The utility of mouse models in aiding the development of such treatment strategies lies in the similarity with the human diseases. In this regard, the most widely studied mouse model, the rd1 mouse, is problematic since photoreceptor apoptosis commences before the retina is fully developed, and therefore developmental and degenerative changes are confounded. Nonetheless, recent studies of the rd1 mouse have shown that, similar to the human condition, the retinal ganglion cells survive and, unlike bipolar cells, retain normal morphology and central projections after complete photoreceptor degeneration (Mazzoni et al. 2008). Analysis of the electrophysiological properties of the ganglion cells in the rd1 mouse by two groups (Margolis and Detwiler 2007; Stasheff 2008) found that in the degenerated retina the majority of ganglion cells were rhythmically active due to oscillatory excitatory and inhibitory inputs from bipolar and amacrine cells. Such spontaneous discharge demonstrates that the ganglion cells are functionally viable, and that the presynaptic cells are capable of generating potent synaptic drive. However, a potential complication is that a high level of spontaneous discharge in the ganglion cells would degrade the output from RD retinas, which had been rendered light sensitive either genetically or prosthetically, since many of the action potentials in the ganglion cells would not be correlated with the visual stimulus. On the other hand, it is possible that the spontaneous discharge of ganglion cells diminishes in treated retinas that receive light-evoked inputs. For example, the rd1 model that was rendered lightsensitive by introducing channelrhodopsin-2 into the bipolar cells, did not appear to generate high levels of spontaneous discharge in the ganglion cells (Lagali et al. 2008).

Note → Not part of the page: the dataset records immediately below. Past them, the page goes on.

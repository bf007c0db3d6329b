//! HTTP server: public pages, admin console and sign-in.
//!
//! Every handler owns its backend calls. When a client disconnects axum drops
//! the handler future, which drops any request still in flight, so a late
//! response never reaches a finished page.

mod admin;
mod forms;
mod middleware;
mod public;

use crate::auth::AuthGate;
use crate::backend::{AuthBackend, ContentBackend, SupabaseBackend};
use crate::config::Config;
use crate::content::ContentClient;
use crate::public::PublicSite;
use crate::render::Renderer;
use anyhow::{Context as _, Result};
use axum::{
    extract::DefaultBodyLimit,
    http::StatusCode,
    middleware::from_fn_with_state,
    response::{Html, IntoResponse, Response},
    routing::{get, post},
    Router,
};
use std::sync::Arc;
use tower_http::trace::TraceLayer;
use tracing::{error, info};

pub use middleware::{locale_layer, require_session};

/// Shared state handed to every handler.
#[derive(Clone)]
pub struct AppState {
    pub content: ContentClient,
    pub site: PublicSite,
    pub auth: AuthGate,
    pub renderer: Arc<Renderer>,
    pub secure_cookies: bool,
    pub max_upload_bytes: usize,
}

impl AppState {
    pub fn new(
        content: Arc<dyn ContentBackend>,
        auth: Arc<dyn AuthBackend>,
        secure_cookies: bool,
        max_upload_bytes: usize,
    ) -> Result<Self> {
        let content = ContentClient::new(content);
        Ok(Self {
            site: PublicSite::new(content.clone()),
            content,
            auth: AuthGate::new(auth),
            renderer: Arc::new(Renderer::new()?),
            secure_cookies,
            max_upload_bytes,
        })
    }
}

/// Internal failure while producing a page.
#[derive(Debug)]
pub struct AppError(anyhow::Error);

impl IntoResponse for AppError {
    fn into_response(self) -> Response {
        error!("Request failed: {:#}", self.0);
        (
            StatusCode::INTERNAL_SERVER_ERROR,
            Html("<h1>Internal Server Error</h1>"),
        )
            .into_response()
    }
}

impl<E> From<E> for AppError
where
    E: Into<anyhow::Error>,
{
    fn from(err: E) -> Self {
        Self(err.into())
    }
}

pub fn router(state: AppState) -> Router {
    let admin_routes = Router::new()
        .route("/admin", get(admin::index))
        .route("/admin/contact", post(admin::save_contact))
        .route("/admin/news", post(admin::create_news))
        .route("/admin/news/new", get(admin::new_news))
        .route("/admin/news/:id", post(admin::update_news))
        .route("/admin/news/:id/edit", get(admin::edit_news))
        .route(
            "/admin/news/:id/delete",
            get(admin::confirm_delete_news).post(admin::delete_news),
        )
        .route("/admin/services", post(admin::create_service))
        .route("/admin/services/new", get(admin::new_service))
        .route("/admin/services/:id", post(admin::update_service))
        .route("/admin/services/:id/edit", get(admin::edit_service))
        .route(
            "/admin/services/:id/delete",
            get(admin::confirm_delete_service).post(admin::delete_service),
        )
        .route("/admin/partners", post(admin::create_partner))
        .route("/admin/partners/new", get(admin::new_partner))
        .route("/admin/partners/:id", post(admin::update_partner))
        .route("/admin/partners/:id/edit", get(admin::edit_partner))
        .route(
            "/admin/partners/:id/delete",
            get(admin::confirm_delete_partner).post(admin::delete_partner),
        )
        .layer(DefaultBodyLimit::max(state.max_upload_bytes))
        .route_layer(from_fn_with_state(state.clone(), require_session));

    Router::new()
        .route("/", get(public::home))
        .route("/contact", post(public::submit_contact))
        .route("/news", get(public::news_list))
        .route("/news/:id", get(public::news_detail))
        .route("/service/:id", get(public::service_detail))
        .route("/health", get(public::health))
        .route("/login", get(admin::login_page).post(admin::login))
        .route("/logout", post(admin::logout))
        .merge(admin_routes)
        .fallback(public::not_found)
        .layer(from_fn_with_state(state.clone(), locale_layer))
        .layer(TraceLayer::new_for_http())
        .with_state(state)
}

/// Run the site against the hosted backend until the process is stopped.
pub async fn serve(config: &Config) -> Result<()> {
    let backend = Arc::new(SupabaseBackend::from_config(config));
    let state = AppState::new(
        backend.clone(),
        backend,
        config.secure_cookies,
        config.max_upload_bytes,
    )?;

    let listener = tokio::net::TcpListener::bind(("0.0.0.0", config.port))
        .await
        .with_context(|| format!("Failed to bind port {}", config.port))?;
    info!("Listening on {}", listener.local_addr()?);

    axum::serve(listener, router(state))
        .await
        .context("Server error")
}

The origins of the oscillations, which arise within the presynaptic circuitry are unknown, and as others have noted (Stasheff 2008), they may represent developmental anomalies that arise due to the early onset of photoreceptor degeneration. In this respect, the rd1 model may not be a good proxy for human RP and it will be important to examine the structure and function of ganglion cells in other mouse models. The rd10 model, with its delayed onset of degeneration would be a good candidate.

Currently the outlook is very encouraging for the development of treatments for retinal degenerations, but it will be essential to further develop sensitive assays to evaluate the timing and extent of inner retinal dysfunction. This will be required not only to appropriately target intervention strategies, but also to evaluate the success of those treatments. Further work is also needed to investigate the nature of functional changes across a range of animal models of retinal degeneration.